After shingling, evaluator A started at cadaver number 1, evaluator B started at cadaver number 5 and evaluator C started at cadaver number 9. All evaluators reassessed parameters iii to v (ease of achieving appropriate hand position, ease of aortic access, and
23 ease of application of Rumel tourniquet) on all the cadavers in sequential order.
Parameters i and ii (ease of access of phrenicopericardial ligament and ease of access of pericardial incision) could not be performed again, as the phrenicopericardial ligament and the pericardium were incised during the first round of data collection. Parameter vi
(ease of proper placement of defibrillator paddles) was reassessed by all evaluators one by one after reassessing parameters iii to v (ease of achieving appropriate hand position, ease of aortic access, and ease of application of Rumel tourniquet) on all cadavers.
Data Analysis
Due to the variability in scores and the limited amount of data recorded (n = 2 per evaluator by rib space) for ease of grasping the phrenicopericardial ligament, number of sweeps, and ease of pericardial incision, these data were not statistically analyzed.
For the remaining parameters, scores and times were combined into a single value by taking the geometric mean value of the three evaluators’ scores or times. A repeated measures analysis of variance (ANOVA) was used to compare outcomes pre- and post- shingling between 4th and 5th ICS (main effects). Ease of hand position, time to visualization of aorta (in seconds), ease of aortic access, time to application of Rumel tourniquet by clamping with umbilical tape (in seconds), ease of application of Rumel tourniquet, time to placement of paddles (in seconds), and ease of paddle placement were the dependent variables. The dependent variables included group (4th or 5th ICS), shingling (pre- and post-) as the repeated measure, interaction of group and shingling.
Normality of the data was checked using Shapiro-Wilk method and equality of variances
24 was checked using the Brown-Forsythe method. Post-hoc pairwise comparisons were made using the Holm-Sidak method. All analyses were considered significant at P <
0.05. All data were analyzed using commercial software.d
25
Chapter 3
Results
The scores for three evaluators before shingling are presented in Tables 3 to 10.
The scores for three evaluators after shingling are presented in Tables 11 to 17. Table 18 summarizes the results before and after shingling.

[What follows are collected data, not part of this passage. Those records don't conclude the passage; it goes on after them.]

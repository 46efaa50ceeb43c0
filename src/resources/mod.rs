//
//  rollbar-provider
//  resources/mod.rs
//
//  Created by Ngonidzashe Mangudya on 2026/10/19.
//  Copyright (c) 2026 IAMNGONI. All rights reserved.
//

//! # Resource Layer
//!
//! Lifecycle functions (create, read, update, delete, import) and data
//! sources for every resource the provider manages. Each function takes a
//! [`RollbarClient`](crate::api::RollbarClient), performs the API calls the
//! lifecycle step needs and returns typed state.
//!
//! ## Resources
//!
//! | Module | Resource | Identifier |
//! |--------|----------|------------|
//! | [`project`] | Project | Rollbar project ID |
//! | [`team`] | Team | Rollbar team ID |
//! | [`user`] | User (data source only) | Rollbar user ID |
//! | [`project_access_token`] | Project access token | synthetic |
//! | [`team_user`] | Team membership or invitation | `team_id:email:status` |
//! | [`team_project`] | Team project assignment | `team_id:project_id` |
//! | [`pagerduty`] | PagerDuty integration and rules | synthetic |
//!
//! ## Identifiers
//!
//! Some resources have no identifier on the Rollbar side at all. Those get a
//! random [`ResourceId::Synthetic`] identifier when created, and the remote
//! object is found again through other attributes.
//!
//! ## Errors
//!
//! Functions return `anyhow::Result`. The underlying
//! [`ApiError`](crate::api::ApiError) is kept as the error source, so callers
//! can still `downcast_ref` it to inspect the status code.

use std::fmt;

use anyhow::{anyhow, Result};
use once_cell::sync::Lazy;
use regex::Regex;
use serde::{Deserialize, Serialize};

use crate::api::{ApiError, Envelope};
use crate::util::generate_random_resource_id;

pub mod pagerduty;
pub mod project;
pub mod project_access_token;
pub mod team;
pub mod team_project;
pub mod team_user;
pub mod user;

/// Pattern project and team names must match.
static NAME_PATTERN: Lazy<Regex> =
    Lazy::new(|| Regex::new(r"^[a-zA-Z][0-9A-Za-z,.\-_]{1,31}$").expect("Invalid regex"));

/// Identity of a resource in local state.
#[derive(Debug, Clone, PartialEq, Eq, Hash, Serialize, Deserialize)]
#[serde(tag = "kind", content = "value", rename_all = "snake_case")]
pub enum ResourceId {
    /// Derived from identifiers Rollbar assigned.
    Remote(String),
    /// Generated locally because Rollbar has no identifier for the resource.
    Synthetic(String),
}

impl ResourceId {
    /// A remote identifier from a numeric Rollbar ID.
    pub fn remote(id: impl ToString) -> Self {
        Self::Remote(id.to_string())
    }

    /// A freshly generated synthetic identifier.
    pub fn synthetic() -> Self {
        Self::Synthetic(generate_random_resource_id())
    }

    pub fn as_str(&self) -> &str {
        match self {
            Self::Remote(id) | Self::Synthetic(id) => id,
        }
    }

    pub fn is_synthetic(&self) -> bool {
        matches!(self, Self::Synthetic(_))
    }
}

impl fmt::Display for ResourceId {
    fn fmt(&self, f: &mut fmt::Formatter<'_>) -> fmt::Result {
        f.write_str(self.as_str())
    }
}

/// Validates a project or team name.
///
/// Names start with a letter, contain only letters, digits, `,`, `.`, `-`
/// and `_`, and are 2 to 32 characters long.
pub fn validate_name(name: &str) -> Result<(), ApiError> {
    if NAME_PATTERN.is_match(name) {
        Ok(())
    } else {
        Err(ApiError::InvalidRequest(format!(
            "invalid name {:?}: must start with a letter and can only contain letters, numbers, \
             underscores, hyphens, and periods. Max length 32 characters",
            name
        )))
    }
}

/// Unwraps the payload of an envelope Rollbar answered with.
pub(crate) fn require_result<T>(envelope: Envelope<T>, what: &str) -> Result<T> {
    envelope
        .into_result()
        .ok_or_else(|| anyhow!("Rollbar returned no {} in its response", what))
}
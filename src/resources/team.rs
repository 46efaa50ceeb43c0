//
//  rollbar-provider
//  resources/team.rs
//
//  Created by Ngonidzashe Mangudya on 2026/10/19.
//  Copyright (c) 2026 IAMNGONI. All rights reserved.
//

//! Team resource and the team-by-id data source.

use anyhow::{Context, Result};
use serde::{Deserialize, Serialize};

use super::{require_result, validate_name, ResourceId};
use crate::api::teams::{AccessLevel, Team, TeamRequest};
use crate::api::RollbarClient;
use crate::util::parse_numeric_id;

/// Stored state of a team.
#[derive(Debug, Clone, PartialEq, Eq, Serialize, Deserialize)]
pub struct TeamState {
    pub id: u64,
    pub name: String,
    pub access_level: Option<String>,
    pub account_id: Option<u64>,
}

impl TeamState {
    fn from_team(id: u64, team: Team) -> Self {
        Self {
            id: team.id.unwrap_or(id),
            name: team.name.unwrap_or_default(),
            access_level: team.access_level,
            account_id: team.account_id,
        }
    }

    pub fn resource_id(&self) -> ResourceId {
        ResourceId::remote(self.id)
    }
}

/// Creates a team and reads it back.
pub async fn create(
    client: &RollbarClient,
    name: &str,
    access_level: AccessLevel,
) -> Result<TeamState> {
    validate_name(name)?;

    tracing::debug!("Creating new team {} with access level {}", name, access_level);

    let request = TeamRequest {
        name: name.to_string(),
        access_level,
    };
    let (envelope, _) = client
        .teams()
        .create(&request)
        .await
        .with_context(|| format!("Failed to create team {}", name))?;
    let id = require_result(envelope, "team")?
        .id
        .with_context(|| format!("Rollbar returned no ID for new team {}", name))?;

    tracing::debug!("Created new team {} with id {}", name, id);

    read(client, id).await
}

/// Reads a team.
///
/// This is also the team data source.
pub async fn read(client: &RollbarClient, id: u64) -> Result<TeamState> {
    let (envelope, _) = client
        .teams()
        .get(id)
        .await
        .with_context(|| format!("Failed to read team {}", id))?;
    Ok(TeamState::from_team(id, require_result(envelope, "team")?))
}

/// Deletes a team.
pub async fn delete(client: &RollbarClient, id: u64) -> Result<()> {
    tracing::debug!("Deleting team {}", id);

    client
        .teams()
        .delete(id)
        .await
        .with_context(|| format!("Failed to delete team {}", id))?;

    tracing::debug!("Deleted team {}", id);
    Ok(())
}

/// Imports an existing team by its numeric ID.
pub async fn import(client: &RollbarClient, id: &str) -> Result<TeamState> {
    read(client, parse_numeric_id(id)?).await
}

i) Ease of access of phrenicopericardial ligament
Due to the limited number of data points, ease of access of phrenicopericardial ligament was not statistically analyzed. The mean ± SD score for all evaluators was 4.5
+/- 2.6 and 3.3 +/- 1.5 for ICS 4 and 5, respectively. The mean ± SD number of sweeps needed to grasp the phrenicopericardial ligament was 3.3 +/- 2.4 for the 4th ICS thoracotomy and 2.0 +/- 0.89 for the 5th ICS thoracotomy.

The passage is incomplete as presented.